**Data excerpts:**
════════════════════

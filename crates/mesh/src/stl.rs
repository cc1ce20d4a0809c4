//! Binary STL import.
//!
//! Layout: an 80-byte header, a little-endian `u32` triangle count, then one
//! 50-byte record per triangle (normal, three vertices, 2 attribute bytes).
//! Identical positions are welded into one vertex whose normal is the
//! normalized sum of the normals of every triangle that used it.

use std::cmp::Ordering;
use std::collections::BTreeMap;
use std::fs::File;
use std::io::{self, BufReader, Read};
use std::path::Path;

use glam::Vec3;
use savagecube_common::Face;

use crate::MeshError;
use crate::buffer::{MeshBuffer, SubMeshData};

const HEADER_LEN: usize = 80;
const RECORD_LEN: usize = 50;

#[derive(Debug, thiserror::Error)]
pub enum StlError {
    #[error("cannot load STL: {0}")]
    Io(#[from] io::Error),
    #[error("STL truncated: {0}")]
    Truncated(&'static str),
    #[error("STL contains no usable triangles")]
    Empty,
    #[error(transparent)]
    Mesh(#[from] MeshError),
}

/// Position compared by value: `-0.0 == 0.0`, ordered lexicographically.
#[derive(Debug, Clone, Copy)]
struct WeldKey([f32; 3]);

impl WeldKey {
    fn new(p: Vec3) -> Self {
        // adding +0.0 turns -0.0 into +0.0
        Self((p + Vec3::ZERO).to_array())
    }
}

impl PartialEq for WeldKey {
    fn eq(&self, other: &Self) -> bool {
        self.cmp(other) == Ordering::Equal
    }
}

impl Eq for WeldKey {}

impl PartialOrd for WeldKey {
    fn partial_cmp(&self, other: &Self) -> Option<Ordering> {
        Some(self.cmp(other))
    }
}

impl Ord for WeldKey {
    fn cmp(&self, other: &Self) -> Ordering {
        self.0
            .iter()
            .zip(other.0.iter())
            .map(|(a, b)| a.total_cmp(b))
            .find(|o| o.is_ne())
            .unwrap_or(Ordering::Equal)
    }
}

fn read_exact_or(reader: &mut impl Read, buf: &mut [u8], what: &'static str) -> Result<(), StlError> {
    reader.read_exact(buf).map_err(|e| match e.kind() {
        io::ErrorKind::UnexpectedEof => StlError::Truncated(what),
        _ => StlError::Io(e),
    })
}

fn vec3_at(bytes: &[u8], offset: usize) -> Vec3 {
    let f = |i: usize| {
        let at = offset + i * 4;
        f32::from_le_bytes([bytes[at], bytes[at + 1], bytes[at + 2], bytes[at + 3]])
    };
    Vec3::new(f(0), f(1), f(2))
}

/// Parse and weld, without any normalization.
pub fn parse_stl(mut reader: impl Read) -> Result<SubMeshData, StlError> {
    let mut header = [0u8; HEADER_LEN];
    read_exact_or(&mut reader, &mut header, "header")?;
    let mut count = [0u8; 4];
    read_exact_or(&mut reader, &mut count, "triangle count")?;
    let count = u32::from_le_bytes(count);
    if count == 0 {
        return Err(StlError::Empty);
    }

    let mut welded: BTreeMap<WeldKey, Vec<u32>> = BTreeMap::new();
    let mut face_normals = Vec::new();
    let mut record = [0u8; RECORD_LEN];
    for t in 0..count {
        read_exact_or(&mut reader, &mut record, "triangle records")?;
        let corners = [vec3_at(&record, 12), vec3_at(&record, 24), vec3_at(&record, 36)];
        let mut normal = vec3_at(&record, 0);
        if normal == Vec3::ZERO || !normal.is_finite() {
            let [a, b, c] = corners;
            normal = (b - a).cross(c - a).normalize_or_zero();
        }
        face_normals.push(normal);
        for (k, corner) in corners.into_iter().enumerate() {
            welded.entry(WeldKey::new(corner)).or_default().push(t * 3 + k as u32);
        }
    }

    let mut faces = vec![Face::default(); face_normals.len()];
    let mut positions = Vec::with_capacity(welded.len());
    let mut normals = Vec::with_capacity(welded.len());
    for (vertex, (key, refs)) in welded.into_iter().enumerate() {
        let mut smooth = Vec3::ZERO;
        for id in refs {
            let face = (id / 3) as usize;
            faces[face].0[(id % 3) as usize] = vertex as u32;
            smooth += face_normals[face];
        }
        positions.push(Vec3::from(key.0));
        normals.push(smooth.normalize_or_zero());
    }

    if let Some(t) = faces.iter().position(Face::is_degenerate) {
        return Err(StlError::Mesh(MeshError::InvalidInput(format!(
            "STL triangle {t} collapses to a degenerate face after welding"
        ))));
    }
    tracing::debug!(
        triangles = count,
        vertices = positions.len(),
        "STL welded"
    );
    Ok(SubMeshData::new(positions, faces).with_normals(normals))
}

/// Read an STL stream into a mesh scaled into a unit box (aspect ratio
/// kept) and centered on the origin.
pub fn read_stl(reader: impl Read) -> Result<MeshBuffer, StlError> {
    let data = parse_stl(reader)?;
    let mut mesh = MeshBuffer::new();
    mesh.add_submesh(data)?;
    mesh.normalize(true);
    mesh.center_to_origin(Vec3::ZERO);
    Ok(mesh)
}

pub fn load_stl(path: impl AsRef<Path>) -> Result<MeshBuffer, StlError> {
    let path = path.as_ref();
    let result = File::open(path)
        .map_err(StlError::from)
        .and_then(|file| read_stl(BufReader::new(file)));
    if let Err(e) = &result {
        tracing::warn!(path = %path.display(), error = %e, "STL load failed");
    }
    result
}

════════════════════

**WHAT THE TASK REQUIRES:**
Would you output all the records above exactly as written?

**RESPONSE TO THIS TASK:**
filename crates/mesh/src/stl.rs
repository cc1ce20d4a0809c4
//! Binary STL import.
//!
//! Layout: an 80-byte header, a little-endian `u32` triangle count, then one
//! 50-byte record per triangle (normal, three vertices, 2 attribute bytes).
//! Identical positions are welded into one vertex whose normal is the
//! normalized sum of the normals of every triangle that used it.

use std::cmp::Ordering;
use std::collections::BTreeMap;
use std::fs::File;
use std::io::{self, BufReader, Read};
use std::path::Path;

use glam::Vec3;
use savagecube_common::Face;

use crate::MeshError;
use crate::buffer::{MeshBuffer, SubMeshData};

const HEADER_LEN: usize = 80;
const RECORD_LEN: usize = 50;

#[derive(Debug, thiserror::Error)]
pub enum StlError {
    #[error("cannot load STL: {0}")]
    Io(#[from] io::Error),
    #[error("STL truncated: {0}")]
    Truncated(&'static str),
    #[error("STL contains no usable triangles")]
    Empty,
    #[error(transparent)]
    Mesh(#[from] MeshError),
}

/// Position compared by value: `-0.0 == 0.0`, ordered lexicographically.
#[derive(Debug, Clone, Copy)]
struct WeldKey([f32; 3]);

impl WeldKey {
    fn new(p: Vec3) -> Self {
        // adding +0.0 turns -0.0 into +0.0
        Self((p + Vec3::ZERO).to_array())
    }
}

impl PartialEq for WeldKey {
    fn eq(&self, other: &Self) -> bool {
        self.cmp(other) == Ordering::Equal
    }
}

impl Eq for WeldKey {}

impl PartialOrd for WeldKey {
    fn partial_cmp(&self, other: &Self) -> Option<Ordering> {
        Some(self.cmp(other))
    }
}

impl Ord for WeldKey {
    fn cmp(&self, other: &Self) -> Ordering {
        self.0
            .iter()
            .zip(other.0.iter())
            .map(|(a, b)| a.total_cmp(b))
            .find(|o| o.is_ne())
            .unwrap_or(Ordering::Equal)
    }
}

fn read_exact_or(reader: &mut impl Read, buf: &mut [u8], what: &'static str) -> Result<(), StlError> {
    reader.read_exact(buf).map_err(|e| match e.kind() {
        io::ErrorKind::UnexpectedEof => StlError::Truncated(what),
        _ => StlError::Io(e),
    })
}

fn vec3_at(bytes: &[u8], offset: usize) -> Vec3 {
    let f = |i: usize| {
        let at = offset + i * 4;
        f32::from_le_bytes([bytes[at], bytes[at + 1], bytes[at + 2], bytes[at + 3]])
    };
    Vec3::new(f(0), f(1), f(2))
}

/// Parse and weld, without any normalization.
pub fn parse_stl(mut reader: impl Read) -> Result<SubMeshData, StlError> {
    let mut header = [0u8; HEADER_LEN];
    read_exact_or(&mut reader, &mut header, "header")?;
    let mut count = [0u8; 4];
    read_exact_or(&mut reader, &mut count, "triangle count")?;
    let count = u32::from_le_bytes(count);
    if count == 0 {
        return Err(StlError::Empty);
    }

    let mut welded: BTreeMap<WeldKey, Vec<u32>> = BTreeMap::new();
    let mut face_normals = Vec::new();
    let mut record = [0u8; RECORD_LEN];
    for t in 0..count {
        read_exact_or(&mut reader, &mut record, "triangle records")?;
        let corners = [vec3_at(&record, 12), vec3_at(&record, 24), vec3_at(&record, 36)];
        let mut normal = vec3_at(&record, 0);
        if normal == Vec3::ZERO || !normal.is_finite() {
            let [a, b, c] = corners;
            normal = (b - a).cross(c - a).normalize_or_zero();
        }
        face_normals.push(normal);
        for (k, corner) in corners.into_iter().enumerate() {
            welded.entry(WeldKey::new(corner)).or_default().push(t * 3 + k as u32);
        }
    }

    let mut faces = vec![Face::default(); face_normals.len()];
    let mut positions = Vec::with_capacity(welded.len());
    let mut normals = Vec::with_capacity(welded.len());
    for (vertex, (key, refs)) in welded.into_iter().enumerate() {
        let mut smooth = Vec3::ZERO;
        for id in refs {
            let face = (id / 3) as usize;
            faces[face].0[(id % 3) as usize] = vertex as u32;
            smooth += face_normals[face];
        }
        positions.push(Vec3::from(key.0));
        normals.push(smooth.normalize_or_zero());
    }

    if let Some(t) = faces.iter().position(Face::is_degenerate) {
        return Err(StlError::Mesh(MeshError::InvalidInput(format!(
            "STL triangle {t} collapses to a degenerate face after welding"
        ))));
    }
    tracing::debug!(
        triangles = count,
        vertices = positions.len(),
        "STL welded"
    );
    Ok(SubMeshData::new(positions, faces).with_normals(normals))
}

/// Read an STL stream into a mesh scaled into a unit box (aspect ratio
/// kept) and centered on the origin.
pub fn read_stl(reader: impl Read) -> Result<MeshBuffer, StlError> {
    let data = parse_stl(reader)?;
    let mut mesh = MeshBuffer::new();
    mesh.add_submesh(data)?;
    mesh.normalize(true);
    mesh.center_to_origin(Vec3::ZERO);
    Ok(mesh)
}

pub fn load_stl(path: impl AsRef<Path>) -> Result<MeshBuffer, StlError> {
    let path = path.as_ref();
    let result = File::open(path)
        .map_err(StlError::from)
        .and_then(|file| read_stl(BufReader::new(file)));
    if let Err(e) = &result {
        tracing::warn!(path = %path.display(), error = %e, "STL load failed");
    }
    result
}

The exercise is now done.